Working Wonders in Wheat
Without sulfur, the quality of wheat isn’t as “golden” as it could be.
For instance, sulfur nutrition is crucial for producing quality flour with desirable characteristics to make bread, says Elizabeth Lemings, Ph.D., Midwest Regional Agronomist for Crop Vitality™, noting that sulfur plays a significant role in the formation of amino acids and protein production in wheat. Sulfur is also pivotal in helping wheat utilize nitrogen efficiently.
Lemings says sulfur is the fourth most essential nutrient in crop nutrition behind nitrogen, phosphorus, and potassium. But sulfur, which is taken up by wheat and other crops as sulfate, isn’t available in the soil like it once was. Additional regulations to control air pollution has led to decreased atmospheric deposition of sulfur to the soil. Wheat farmers have realized this and acknowledged that their crops need additional sulfur, Lemings says.
When it comes to managing and accessing wheat’s nutritional needs, there are subtle differences when differentiating nitrogen and sulfur deficiencies in the crop. While both deficiencies are characterized by chlorosis or yellowing of the leaves, the key difference is the location of the leaf chlorosis. Sulfur deficiency is revealed in new or upper growth, while nitrogen deficiencies are characterized by the yellowing of lower or older plant leaves.
For example: Winter wheat that breaks dormancy in Kansas in February may experience yellow tinges on new growth if it is sulfur deficient, Lemings says.
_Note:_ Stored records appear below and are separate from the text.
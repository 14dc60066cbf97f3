//! Advertisement persistence and cascade cleanup

use outdoor_common::{Ad, Error, Outdoor, Result};
use redis::AsyncCommands;
use tracing::info;

use super::{ad_key, ads_owner_key, outdoor_key, rerr, Storage, ADS_ALL};

impl Storage {
    /// Persist a new advertisement
    pub async fn create_ad(&mut self, ad: &Ad) -> Result<()> {
        let json = serde_json::to_string(ad)?;
        let mut pipe = redis::pipe();
        pipe.atomic()
            .set(ad_key(&ad.id), json)
            .ignore()
            .sadd(ADS_ALL, &ad.id)
            .ignore()
            .sadd(ads_owner_key(&ad.owner_id), &ad.id)
            .ignore();
        pipe.query_async::<_, ()>(&mut self.conn).await.map_err(rerr)?;

        info!("Created ad {}", ad.id);
        Ok(())
    }

    /// Get an ad by id
    pub async fn get_ad(&mut self, id: &str) -> Result<Option<Ad>> {
        self.get_doc(&ad_key(id)).await
    }

    /// Get an ad only if it belongs to the given owner
    pub async fn get_ad_owned(&mut self, id: &str, owner_id: &str) -> Result<Ad> {
        match self.get_ad(id).await? {
            Some(ad) if ad.owner_id == owner_id => Ok(ad),
            _ => Err(Error::NotFound("ad not found".to_string())),
        }
    }

    /// Persist changes to an existing ad
    pub async fn put_ad(&mut self, ad: &Ad) -> Result<()> {
        self.put_doc(&ad_key(&ad.id), ad).await
    }

    /// Delete an ad, its index entries, and every back-reference from
    /// linked outdoors, in one atomic transaction.
    ///
    /// The stored media file is the caller's to clean up.
    pub async fn delete_ad(&mut self, ad: &Ad) -> Result<()> {
        let mut pipe = redis::pipe();
        pipe.atomic()
            .del(ad_key(&ad.id))
            .ignore()
            .srem(ADS_ALL, &ad.id)
            .ignore()
            .srem(ads_owner_key(&ad.owner_id), &ad.id)
            .ignore();

        // Cascade: drop this ad from each linked outdoor's mirror set.
        for outdoor_id in &ad.outdoor_ids {
            if let Some(mut outdoor) = self.get_doc::<Outdoor>(&outdoor_key(outdoor_id)).await? {
                outdoor.ad_ids.retain(|id| id != &ad.id);
                outdoor.updated_at = chrono::Utc::now();
                pipe.set(outdoor_key(&outdoor.id), serde_json::to_string(&outdoor)?)
                    .ignore();
            }
        }

        pipe.query_async::<_, ()>(&mut self.conn).await.map_err(rerr)?;

        info!("Deleted ad {}", ad.id);
        Ok(())
    }

    /// List ads owned by one user
    pub async fn list_ads_by_owner(&mut self, owner_id: &str) -> Result<Vec<Ad>> {
        let ids: Vec<String> = self
            .conn
            .smembers(ads_owner_key(owner_id))
            .await
            .map_err(rerr)?;
        self.collect_ads(&ids).await
    }

    /// List every ad
    pub async fn list_all_ads(&mut self) -> Result<Vec<Ad>> {
        let ids: Vec<String> = self.conn.smembers(ADS_ALL).await.map_err(rerr)?;
        self.collect_ads(&ids).await
    }

    /// Resolve a list of ad ids, skipping any that no longer exist
    pub async fn collect_ads(&mut self, ids: &[String]) -> Result<Vec<Ad>> {
        let mut ads = Vec::with_capacity(ids.len());
        for id in ids {
            if let Some(ad) = self.get_ad(id).await? {
                ads.push(ad);
            }
        }
        Ok(ads)
    }
}

#[cfg(test)]
mod tests {
    use super::*;
    use outdoor_common::{MediaKind, OutdoorKind};

    async fn test_storage() -> Storage {
        Storage::new("redis://127.0.0.1:6379/15")
            .await
            .expect("Failed to connect to test Redis")
    }

    fn test_ad(owner: &str) -> Ad {
        Ad::new(
            "Sale".to_string(),
            MediaKind::Image,
            "file.png".to_string(),
            10,
            owner.to_string(),
        )
    }

    #[tokio::test]
    #[ignore] // Requires Redis to be running
    async fn test_link_is_idempotent() {
        let mut storage = test_storage().await;

        let mut outdoor = Outdoor::new(
            "Plaza".to_string(),
            "5th Ave".to_string(),
            OutdoorKind::Projector,
            "owner-1".to_string(),
        );
        storage.create_outdoor(&mut outdoor).await.unwrap();

        let mut ad = test_ad("owner-1");
        storage.create_ad(&ad).await.unwrap();

        storage.link_ad(&mut outdoor, &mut ad).await.unwrap();
        storage.link_ad(&mut outdoor, &mut ad).await.unwrap();

        let stored_outdoor = storage.get_outdoor(&outdoor.id).await.unwrap().unwrap();
        let stored_ad = storage.get_ad(&ad.id).await.unwrap().unwrap();
        assert_eq!(stored_outdoor.ad_ids, vec![ad.id.clone()]);
        assert_eq!(stored_ad.outdoor_ids, vec![outdoor.id.clone()]);

        storage.unlink_ad(&mut outdoor, &mut ad).await.unwrap();
        let stored_outdoor = storage.get_outdoor(&outdoor.id).await.unwrap().unwrap();
        assert!(stored_outdoor.ad_ids.is_empty());

        // Clean up
        storage.delete_ad(&ad).await.unwrap();
        storage.delete_outdoor(&outdoor).await.unwrap();
    }

    #[tokio::test]
    #[ignore] // Requires Redis to be running
    async fn test_delete_ad_cleans_outdoor_references() {
        let mut storage = test_storage().await;

        let mut outdoor = Outdoor::new(
            "Station".to_string(),
            "Central".to_string(),
            OutdoorKind::Led,
            "owner-1".to_string(),
        );
        storage.create_outdoor(&mut outdoor).await.unwrap();

        let mut ad = test_ad("owner-1");
        storage.create_ad(&ad).await.unwrap();
        storage.link_ad(&mut outdoor, &mut ad).await.unwrap();

        storage.delete_ad(&ad).await.unwrap();

        let stored_outdoor = storage.get_outdoor(&outdoor.id).await.unwrap().unwrap();
        assert!(stored_outdoor.ad_ids.is_empty());
        assert!(storage.get_ad(&ad.id).await.unwrap().is_none());

        // Clean up
        storage.delete_outdoor(&outdoor).await.unwrap();
    }
}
Sometimes, there might be a deficiency of both nutrients early in the growth period. Either way, it’s the perfect time to apply a sulfur and nitrogen blend to correct the deficiencies and sustain the crop going forward into the growing season, she stresses.
Improving Yield and Quality
Sulfur improves the overall yield and quality of wheat, Lemings says. This is especially evident in fields with lighter and more sandy soils that are low in organic matter which are more likely to be sulfur deficient.
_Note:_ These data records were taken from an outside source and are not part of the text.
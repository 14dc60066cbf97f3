//! Public code generation for outdoors

use rand::Rng;

/// Number of random bytes in a public code (hex-encoded to twice as many chars)
pub const PUBLIC_CODE_BYTES: usize = 4;

/// Generate a candidate public code: 4 random bytes, hex-encoded.
///
/// Uniqueness is not guaranteed here; the storage layer reserves the code
/// against existing ones and retries on collision.
pub fn generate_public_code() -> String {
    let bytes: [u8; PUBLIC_CODE_BYTES] = rand::thread_rng().gen();
    hex::encode(bytes)
}

#[cfg(test)]
mod tests {
    use super::*;

    #[test]
    fn test_code_shape() {
        let code = generate_public_code();
        assert_eq!(code.len(), PUBLIC_CODE_BYTES * 2);
        assert!(code.chars().all(|c| c.is_ascii_hexdigit() && !c.is_ascii_uppercase()));
    }

    #[test]
    fn test_codes_vary() {
        // Not a uniqueness proof, just a sanity check on the generator.
        let a = generate_public_code();
        let b = generate_public_code();
        let c = generate_public_code();
        assert!(a != b || b != c);
    }
}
But Lemings says that, while growers have always been concerned about yield, especially to help feed a growing population, they also realize today’s consumers are becoming more concerned about where their food comes from and how it was produced. Consumers desire higher-protein and higher-quality products that are grown in a sustainable way. Sulfur applications can help growers achieve these quality needs.
Product Uses and Applications
More and more growers have embraced sustainability and the four Rs of nutrient management –right rate, right source, right placement, and right timing. Growers have always strived to be great stewards of the land and that is becoming increasingly important today. By implementing the 4Rs of nutrient management, growers are able to produce crops more efficiently and create a sustainable system. Crop Vitality’s sulfur products add great value to a sustainable wheat crop nutrient management plan.
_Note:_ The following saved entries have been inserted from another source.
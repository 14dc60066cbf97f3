//! Customer account management handlers (admin plus self-service)

use axum::extract::{Path, State};
use axum::Json;
use outdoor_common::{Error, Role, UserProfile};
use serde::Deserialize;
use std::sync::Arc;
use tracing::info;

use crate::auth::{AdminUser, AuthUser};
use crate::handlers::auth::MessageResponse;
use crate::handlers::ApiError;
use crate::policy;
use crate::AppState;

#[derive(Debug, Deserialize)]
pub struct UpdateClientRequest {
    pub name: Option<String>,
    pub email: Option<String>,
}

/// List customer accounts, newest first (admin only)
pub async fn list_clients_handler(
    State(state): State<Arc<AppState>>,
    AdminUser(_admin): AdminUser,
) -> Result<Json<Vec<UserProfile>>, ApiError> {
    let users = state.storage.lock().await.list_users().await?;

    let mut clients: Vec<UserProfile> = users
        .iter()
        .filter(|u| u.role == Role::Customer)
        .map(UserProfile::from)
        .collect();
    clients.sort_by(|a, b| b.created_at.cmp(&a.created_at));

    Ok(Json(clients))
}

/// Fetch one account; allowed for the account itself or an admin
pub async fn get_client_handler(
    State(state): State<Arc<AppState>>,
    AuthUser(caller): AuthUser,
    Path(id): Path<String>,
) -> Result<Json<UserProfile>, ApiError> {
    policy::ensure_owner_or_admin(&caller, &id)?;

    let user = state
        .storage
        .lock()
        .await
        .get_user(&id)
        .await?
        .ok_or_else(|| Error::NotFound("client not found".to_string()))?;

    Ok(Json(UserProfile::from(&user)))
}

/// Update name and/or email; allowed for the account itself or an admin
pub async fn update_client_handler(
    State(state): State<Arc<AppState>>,
    AuthUser(caller): AuthUser,
    Path(id): Path<String>,
    Json(payload): Json<UpdateClientRequest>,
) -> Result<Json<UserProfile>, ApiError> {
    policy::ensure_owner_or_admin(&caller, &id)?;

    let mut storage = state.storage.lock().await;
    let mut user = storage
        .get_user(&id)
        .await?
        .ok_or_else(|| Error::NotFound("client not found".to_string()))?;

    let previous_email = user.email.clone();

    if let Some(name) = payload.name {
        if name.trim().is_empty() {
            return Err(Error::Validation("name must not be empty".to_string()).into());
        }
        user.name = name;
    }
    if let Some(email) = payload.email {
        if email.trim().is_empty() {
            return Err(Error::Validation("email must not be empty".to_string()).into());
        }
        user.email = email;
    }

    if user.email != previous_email {
        storage.update_user_email(&user, &previous_email).await?;
    } else {
        storage.put_user(&user).await?;
    }

    info!("Updated client {}", user.id);
    Ok(Json(UserProfile::from(&user)))
}

/// Delete an account (admin only)
pub async fn delete_client_handler(
    State(state): State<Arc<AppState>>,
    AdminUser(_admin): AdminUser,
    Path(id): Path<String>,
) -> Result<Json<MessageResponse>, ApiError> {
    let mut storage = state.storage.lock().await;
    let user = storage
        .get_user(&id)
        .await?
        .ok_or_else(|| Error::NotFound("client not found".to_string()))?;

    storage.delete_user(&user).await?;

    Ok(Json(MessageResponse {
        message: "Client removed successfully".to_string(),
    }))
}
Thio-Sul, an ammonium thiosulfate fertilizer and Crop Vitality’s flagship product, has a nutrient analysis of 12-0-0-26S providing both nitrogen and thiosulfate sulfur. It has been proven beneficial in wheat production and is often blended with UAN (urea ammonium nitrate) when spring top-dress applications are applied. Many growers have found an 80% UAN 32 and a 20% Thio-Sul blend to be beneficial. This blend has an analysis of 28-0-0-5S. “They have found excellent benefits using that blend because it provides the nitrogen-to-sulfur ratio they need,” she says. “They are giving the crop the sulfur it needs to help the plant use nitrogen more efficiently.”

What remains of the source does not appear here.